Un jour, lors d’une des innombrables polémiques qu’il avait déclenchées, Silvio Berlusconi s’est écrié à l’adresse de ses détracteurs : « ils s’en sont pris à ce que j’ai de plus cher, mon image… » L’increvable Cavaliere exprimait ainsi avec une certaine sincérité ce que la plupart des dirigeants politiques qui comptent ont constamment à l’esprit.
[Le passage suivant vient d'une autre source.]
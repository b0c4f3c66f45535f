//! Request descriptors.
//!
//! A [`FetchRequest`] captures everything that identifies an HTTP request for
//! caching purposes: method, URL, headers and body. The URL is validated at
//! construction so fingerprinting and the transport never see a malformed one.

use crate::{Error, Result};
use bytes::Bytes;
use serde::Serialize;
use std::collections::BTreeMap;
use url::Url;

/// HTTP method of a [`FetchRequest`].
#[derive(Debug, Clone, Copy, PartialEq, Eq, Hash, Default)]
pub enum Method {
    #[default]
    Get,
    Post,
    Put,
    Delete,
    Head,
    Patch,
}

impl Method {
    pub fn as_str(&self) -> &'static str {
        match self {
            Method::Get => "GET",
            Method::Post => "POST",
            Method::Put => "PUT",
            Method::Delete => "DELETE",
            Method::Head => "HEAD",
            Method::Patch => "PATCH",
        }
    }
}

impl std::fmt::Display for Method {
    fn fmt(&self, f: &mut std::fmt::Formatter<'_>) -> std::fmt::Result {
        write!(f, "{}", self.as_str())
    }
}

/// Descriptor of one HTTP request, used both as cache identity and as the
/// input handed to the transport.
#[derive(Debug, Clone)]
pub struct FetchRequest {
    method: Method,
    url: Url,
    // BTreeMap keeps header iteration order canonical for fingerprinting.
    headers: BTreeMap<String, String>,
    body: Option<Bytes>,
}

impl FetchRequest {
    pub fn new(method: Method, url: impl AsRef<str>) -> Result<Self> {
        let url = Url::parse(url.as_ref()).map_err(|source| Error::InvalidUrl {
            url: url.as_ref().to_string(),
            source,
        })?;
        Ok(Self {
            method,
            url,
            headers: BTreeMap::new(),
            body: None,
        })
    }

    /// Shorthand for the common case, a GET with no body.
    pub fn get(url: impl AsRef<str>) -> Result<Self> {
        Self::new(Method::Get, url)
    }

    pub fn post(url: impl AsRef<str>) -> Result<Self> {
        Self::new(Method::Post, url)
    }

    pub fn with_header(mut self, name: impl Into<String>, value: impl Into<String>) -> Self {
        self.headers.insert(name.into().to_ascii_lowercase(), value.into());
        self
    }

    pub fn with_body(mut self, body: impl Into<Bytes>) -> Self {
        self.body = Some(body.into());
        self
    }

    /// Serializes `body` as JSON and sets the matching content type.
    pub fn with_json_body<B: Serialize>(self, body: &B) -> Result<Self> {
        let data = serde_json::to_vec(body)?;
        Ok(self
            .with_header("content-type", "application/json")
            .with_body(data))
    }

    pub fn method(&self) -> Method {
        self.method
    }

    pub fn url(&self) -> &Url {
        &self.url
    }

    pub fn headers(&self) -> &BTreeMap<String, String> {
        &self.headers
    }

    pub fn body(&self) -> Option<&Bytes> {
        self.body.as_ref()
    }
}
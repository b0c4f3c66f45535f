//! Fetch cache manager.

use super::entry::{CacheEntry, Callback, EntryState, Subscriber, SubscriberFlag};
use super::key::{Fingerprint, FingerprintGenerator};
use super::SubscriptionHandle;
use crate::error::{Error, FetchError};
use crate::request::FetchRequest;
use crate::transport::Transport;
use crate::{FetchResult, Result};
use serde::de::DeserializeOwned;
use std::collections::HashMap;
use std::panic::AssertUnwindSafe;
use std::sync::atomic::{AtomicU64, Ordering};
use std::sync::{Arc, Mutex};
use std::time::{Duration, Instant};
use tokio_util::sync::CancellationToken;
use tracing::{debug, warn};

/// Cache behavior configuration.
///
/// The baseline keeps entries until explicit invalidation; `ttl` and
/// `max_entries` opt into lazy expiry and LRU eviction of terminal entries.
#[derive(Debug, Clone)]
pub struct CacheConfig {
    /// Terminal entries older than this count as absent on the next
    /// subscribe. `None` means entries never expire.
    pub ttl: Option<Duration>,
    /// Soft bound on resident entries. Eviction only considers terminal
    /// entries and the incoming entry is always admitted, so Pending
    /// entries can push the store past the bound until they settle.
    pub max_entries: Option<usize>,
    pub fingerprints: FingerprintGenerator,
}

impl Default for CacheConfig {
    fn default() -> Self {
        Self {
            ttl: None,
            max_entries: None,
            fingerprints: FingerprintGenerator::new(),
        }
    }
}

impl CacheConfig {
    pub fn new() -> Self {
        Self::default()
    }

    pub fn with_ttl(mut self, ttl: Duration) -> Self {
        self.ttl = Some(ttl);
        self
    }

    pub fn with_max_entries(mut self, max: usize) -> Self {
        self.max_entries = Some(max);
        self
    }

    pub fn with_fingerprints(mut self, fingerprints: FingerprintGenerator) -> Self {
        self.fingerprints = fingerprints;
        self
    }
}

/// Point-in-time counters snapshot.
#[derive(Debug, Clone, Default)]
pub struct CacheStats {
    /// Terminal entries replayed to a new subscriber.
    pub hits: u64,
    /// Subscribes that started a network operation.
    pub misses: u64,
    /// Subscribes that joined an already in-flight operation.
    pub coalesced: u64,
    /// Entries dropped by TTL expiry or LRU eviction.
    pub evictions: u64,
    /// Operations settled as Failed.
    pub failures: u64,
}

impl CacheStats {
    pub fn hit_ratio(&self) -> f64 {
        let total = self.hits + self.misses;
        if total == 0 {
            0.0
        } else {
            self.hits as f64 / total as f64
        }
    }
}

struct AtomicStats {
    hits: AtomicU64,
    misses: AtomicU64,
    coalesced: AtomicU64,
    evictions: AtomicU64,
    failures: AtomicU64,
}

impl AtomicStats {
    fn new() -> Self {
        Self {
            hits: AtomicU64::new(0),
            misses: AtomicU64::new(0),
            coalesced: AtomicU64::new(0),
            evictions: AtomicU64::new(0),
            failures: AtomicU64::new(0),
        }
    }

    fn to_stats(&self) -> CacheStats {
        CacheStats {
            hits: self.hits.load(Ordering::Relaxed),
            misses: self.misses.load(Ordering::Relaxed),
            coalesced: self.coalesced.load(Ordering::Relaxed),
            evictions: self.evictions.load(Ordering::Relaxed),
            failures: self.failures.load(Ordering::Relaxed),
        }
    }
}

struct Inner<T> {
    config: CacheConfig,
    transport: Arc<dyn Transport>,
    entries: Mutex<HashMap<Fingerprint, CacheEntry<T>>>,
    stats: AtomicStats,
    next_subscriber: AtomicU64,
}

/// Request-deduplicating, cancelable fetch cache over an HTTP transport.
///
/// Keyed by request [`Fingerprint`]; at most one network operation runs per
/// fingerprint system-wide. Results (successes and failures alike) are cached
/// until explicitly invalidated and fan out to every registered subscriber.
///
/// `T` is the decoded payload type; bodies are decoded from JSON in
/// completion handling. Must be called from within a tokio runtime.
pub struct FetchCache<T> {
    inner: Arc<Inner<T>>,
}

impl<T> Clone for FetchCache<T> {
    fn clone(&self) -> Self {
        Self {
            inner: Arc::clone(&self.inner),
        }
    }
}

impl<T> FetchCache<T>
where
    T: DeserializeOwned + Clone + Send + 'static,
{
    pub fn new(transport: Arc<dyn Transport>, config: CacheConfig) -> Self {
        Self {
            inner: Arc::new(Inner {
                config,
                transport,
                entries: Mutex::new(HashMap::new()),
                stats: AtomicStats::new(),
                next_subscriber: AtomicU64::new(0),
            }),
        }
    }

    /// Fingerprint this cache derives for `request`.
    pub fn fingerprint(&self, request: &FetchRequest) -> Fingerprint {
        self.inner.config.fingerprints.generate(request)
    }

    /// Registers interest in the outcome of `request`.
    ///
    /// A terminal entry replays its cached result; a Pending entry gains an
    /// additional subscriber; an absent one starts exactly one network
    /// operation. Delivery is always asynchronous, never in the caller's
    /// stack, so hits and misses are indistinguishable in timing discipline.
    pub fn subscribe<F>(&self, request: &FetchRequest, on_result: F) -> SubscriptionHandle
    where
        F: FnOnce(FetchResult<T>) + Send + 'static,
    {
        let fingerprint = self.fingerprint(request);
        let id = self.inner.next_subscriber.fetch_add(1, Ordering::Relaxed);
        let flag = Arc::new(SubscriberFlag::default());
        let handle = SubscriptionHandle::new(fingerprint.clone(), id, Arc::clone(&flag));
        let callback: Callback<T> = Box::new(on_result);

        let mut entries = self.inner.entries.lock().unwrap();

        // Lazy expiry: a terminal entry past its TTL counts as absent.
        if let Some(ttl) = self.inner.config.ttl {
            let expired = entries
                .get(&fingerprint)
                .map(|e| !e.is_pending() && e.is_expired(ttl))
                .unwrap_or(false);
            if expired {
                entries.remove(&fingerprint);
                self.inner.stats.evictions.fetch_add(1, Ordering::Relaxed);
                debug!(fingerprint = %fingerprint, "expired entry dropped");
            }
        }

        match entries.get_mut(&fingerprint) {
            Some(entry) => {
                entry.last_accessed = Instant::now();
                match &mut entry.state {
                    EntryState::Pending { subscribers, .. } => {
                        self.inner.stats.coalesced.fetch_add(1, Ordering::Relaxed);
                        debug!(
                            fingerprint = %fingerprint,
                            waiting = subscribers.len() + 1,
                            "joining in-flight fetch"
                        );
                        subscribers.push(Subscriber { id, flag, callback });
                    }
                    EntryState::Resolved(value) => {
                        self.inner.stats.hits.fetch_add(1, Ordering::Relaxed);
                        let result: FetchResult<T> = Ok(value.clone());
                        tokio::spawn(async move { deliver(&flag, callback, result) });
                    }
                    EntryState::Failed(err) => {
                        self.inner.stats.hits.fetch_add(1, Ordering::Relaxed);
                        let result: FetchResult<T> = Err(err.clone());
                        tokio::spawn(async move { deliver(&flag, callback, result) });
                    }
                }
            }
            None => {
                self.inner.stats.misses.fetch_add(1, Ordering::Relaxed);
                self.evict_if_needed(&mut entries);
                let abort = CancellationToken::new();
                debug!(fingerprint = %fingerprint, "starting network operation");
                entries.insert(
                    fingerprint.clone(),
                    CacheEntry::pending(Subscriber { id, flag, callback }, abort.clone()),
                );
                tokio::spawn(run_fetch(
                    Arc::clone(&self.inner),
                    fingerprint,
                    request.clone(),
                    abort,
                ));
            }
        }

        handle
    }

    /// One-shot convenience over [`subscribe`](Self::subscribe): awaits the
    /// outcome instead of taking a callback.
    pub async fn fetch(&self, request: &FetchRequest) -> FetchResult<T> {
        let (tx, rx) = tokio::sync::oneshot::channel();
        let _handle = self.subscribe(request, move |result| {
            let _ = tx.send(result);
        });
        rx.await.unwrap_or(Err(FetchError::Aborted))
    }

    /// Withdraws a subscriber's interest. Idempotent.
    ///
    /// Non-destructive: an in-flight operation keeps running and its result
    /// is still cached for later subscribers.
    pub fn cancel(&self, handle: &SubscriptionHandle) {
        if !handle.flag().cancel() {
            return;
        }
        let mut entries = self.inner.entries.lock().unwrap();
        if let Some(entry) = entries.get_mut(handle.fingerprint()) {
            if let EntryState::Pending { subscribers, .. } = &mut entry.state {
                subscribers.retain(|s| s.id != handle.id());
            }
        }
        debug!(fingerprint = %handle.fingerprint(), "subscriber canceled");
    }

    /// [`cancel`](Self::cancel) plus, when this was the last subscriber of a
    /// Pending entry, a best-effort signal to the transport to stop early.
    /// An aborted operation is not cached: its fingerprint returns to absent.
    pub fn abort(&self, handle: &SubscriptionHandle) {
        handle.flag().cancel();
        let token = {
            let mut entries = self.inner.entries.lock().unwrap();
            match entries.get_mut(handle.fingerprint()) {
                Some(entry) => match &mut entry.state {
                    EntryState::Pending { subscribers, abort } => {
                        subscribers.retain(|s| s.id != handle.id());
                        if subscribers.is_empty() {
                            Some(abort.clone())
                        } else {
                            None
                        }
                    }
                    _ => None,
                },
                None => None,
            }
        };
        if let Some(token) = token {
            debug!(fingerprint = %handle.fingerprint(), "aborting in-flight fetch");
            token.cancel();
        }
    }

    /// Removes the cached entry for `request` so the next subscribe triggers
    /// a fresh network operation. Returns whether an entry was removed.
    ///
    /// Invalidating a Pending entry is rejected: settle or abort it first.
    pub fn invalidate(&self, request: &FetchRequest) -> Result<bool> {
        self.invalidate_fingerprint(&self.fingerprint(request))
    }

    pub fn invalidate_fingerprint(&self, fingerprint: &Fingerprint) -> Result<bool> {
        let mut entries = self.inner.entries.lock().unwrap();
        match entries.get(fingerprint) {
            Some(entry) if entry.is_pending() => {
                Err(Error::InvalidatePending(fingerprint.clone()))
            }
            Some(_) => {
                entries.remove(fingerprint);
                debug!(fingerprint = %fingerprint, "entry invalidated");
                Ok(true)
            }
            None => Ok(false),
        }
    }

    pub fn stats(&self) -> CacheStats {
        self.inner.stats.to_stats()
    }

    /// Number of entries currently in the store, Pending included.
    pub fn len(&self) -> usize {
        self.inner.entries.lock().unwrap().len()
    }

    pub fn is_empty(&self) -> bool {
        self.len() == 0
    }

    pub fn transport_name(&self) -> &'static str {
        self.inner.transport.name()
    }

    /// Makes room before inserting a new entry. Only terminal entries are
    /// candidates; Pending entries are never evicted.
    fn evict_if_needed(&self, entries: &mut HashMap<Fingerprint, CacheEntry<T>>) {
        let Some(max) = self.inner.config.max_entries else {
            return;
        };
        while entries.len() >= max {
            let oldest = entries
                .iter()
                .filter(|(_, e)| !e.is_pending())
                .min_by_key(|(_, e)| e.last_accessed)
                .map(|(k, _)| k.clone());
            if let Some(k) = oldest {
                entries.remove(&k);
                self.inner.stats.evictions.fetch_add(1, Ordering::Relaxed);
                debug!(fingerprint = %k, "entry evicted");
            } else {
                break;
            }
        }
    }
}

/// Driver task for one network operation: sends, decodes, transitions the
/// entry and fans delivery out to its subscribers in registration order.
async fn run_fetch<T>(
    inner: Arc<Inner<T>>,
    fingerprint: Fingerprint,
    request: FetchRequest,
    abort: CancellationToken,
) where
    T: DeserializeOwned + Clone + Send + 'static,
{
    let settled: FetchResult<T> = match inner.transport.send(&request, abort).await {
        Ok(raw) if raw.is_success() => {
            serde_json::from_slice(&raw.body).map_err(|e| FetchError::Decode {
                message: e.to_string(),
            })
        }
        Ok(raw) => Err(FetchError::HttpStatus {
            status: raw.status,
            body: body_snippet(&raw.body),
        }),
        Err(err) => Err(FetchError::from(err)),
    };
    let aborted = matches!(settled, Err(FetchError::Aborted));

    let subscribers = {
        let mut entries = inner.entries.lock().unwrap();
        let subscribers = match entries.get_mut(&fingerprint) {
            Some(entry) => match &mut entry.state {
                EntryState::Pending { subscribers, .. } => std::mem::take(subscribers),
                // Only this driver settles the entry, so it can never already
                // be terminal here.
                _ => Vec::new(),
            },
            None => Vec::new(),
        };
        if aborted {
            entries.remove(&fingerprint);
        } else if let Some(entry) = entries.get_mut(&fingerprint) {
            let now = Instant::now();
            match &settled {
                Ok(value) => entry.state = EntryState::Resolved(value.clone()),
                Err(err) => {
                    inner.stats.failures.fetch_add(1, Ordering::Relaxed);
                    entry.state = EntryState::Failed(err.clone());
                }
            }
            entry.settled_at = Some(now);
            entry.last_accessed = now;
        }
        subscribers
    };

    debug!(
        fingerprint = %fingerprint,
        subscribers = subscribers.len(),
        ok = settled.is_ok(),
        aborted,
        "fetch settled"
    );
    for subscriber in subscribers {
        deliver(&subscriber.flag, subscriber.callback, settled.clone());
    }
}

/// Invokes one callback unless its subscriber was canceled. A panicking
/// callback must not take down the driver task or starve later subscribers
/// of the same entry.
fn deliver<T>(flag: &SubscriberFlag, callback: Callback<T>, result: FetchResult<T>) {
    if flag.is_canceled() {
        return;
    }
    if std::panic::catch_unwind(AssertUnwindSafe(|| callback(result))).is_err() {
        warn!("subscriber callback panicked during delivery");
    }
}

/// Truncated body carried inside `FetchError::HttpStatus` for diagnostics.
fn body_snippet(body: &[u8]) -> Option<String> {
    if body.is_empty() {
        return None;
    }
    let text = String::from_utf8_lossy(body);
    let mut snippet: String = text.chars().take(256).collect();
    if snippet.len() < text.len() {
        snippet.push('…');
    }
    Some(snippet)
}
La mort de Valéry Giscard d’Estaing en a encore été une belle démonstration. Les télés ont montré et remontré à l’envi Giscard-footballeur, Giscard-accordéoniste, Giscard et les éboueurs, etc. Heureusement, il y eut pour décrypter le personnage — et son image —, le grand film de Raymond Depardon « 1974 —, Une partie de campagne » qui est une œuvre fondatrice du cinéma direct appliqué à la politique. On connaît l’histoire : Depardon photographe réputé, mais qui n’a, alors, que quelques courts-métrages à son actif réussit à convaincre Giscard de le laisser filmer sa campagne de 1974 dans une totale proximité (par ailleurs exclusive). L’argument décisif de Depardon a été la référence faite au film « Primary » de Leacock, Drew et Penbakker qui en 1960 ont filmé la campagne de John F.Kennedy sur le mode du cinéma direct, avec de longs plans-séquences et surtout avec une prise de son direct. C’est d’ailleurs bien le modèle de Depardon. Cette nouvelle manière de filmer la politique libère l’approche du réel et désacralise les discours convenus pour entrer dans la vérité des candidats-personnages sans user d’une narration démonstrative. Et c’est donc bien ainsi que Depardon va filmer Giscard.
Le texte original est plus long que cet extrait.